WHAT THIS TASK INVOLVES: Using the material that follows, identify and copy each line with the string "bullets".

SUPPLIED MATERIAL:
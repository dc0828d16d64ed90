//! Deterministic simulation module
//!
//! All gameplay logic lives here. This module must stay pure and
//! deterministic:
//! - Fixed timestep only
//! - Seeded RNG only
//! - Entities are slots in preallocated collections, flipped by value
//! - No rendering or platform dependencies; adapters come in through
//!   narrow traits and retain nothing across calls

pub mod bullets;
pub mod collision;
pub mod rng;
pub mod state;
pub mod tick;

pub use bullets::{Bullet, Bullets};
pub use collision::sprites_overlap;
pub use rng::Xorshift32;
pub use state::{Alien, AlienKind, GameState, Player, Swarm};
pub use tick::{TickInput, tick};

YOUR RESPONSE:
pub mod bullets;
pub use bullets::{Bullet, Bullets};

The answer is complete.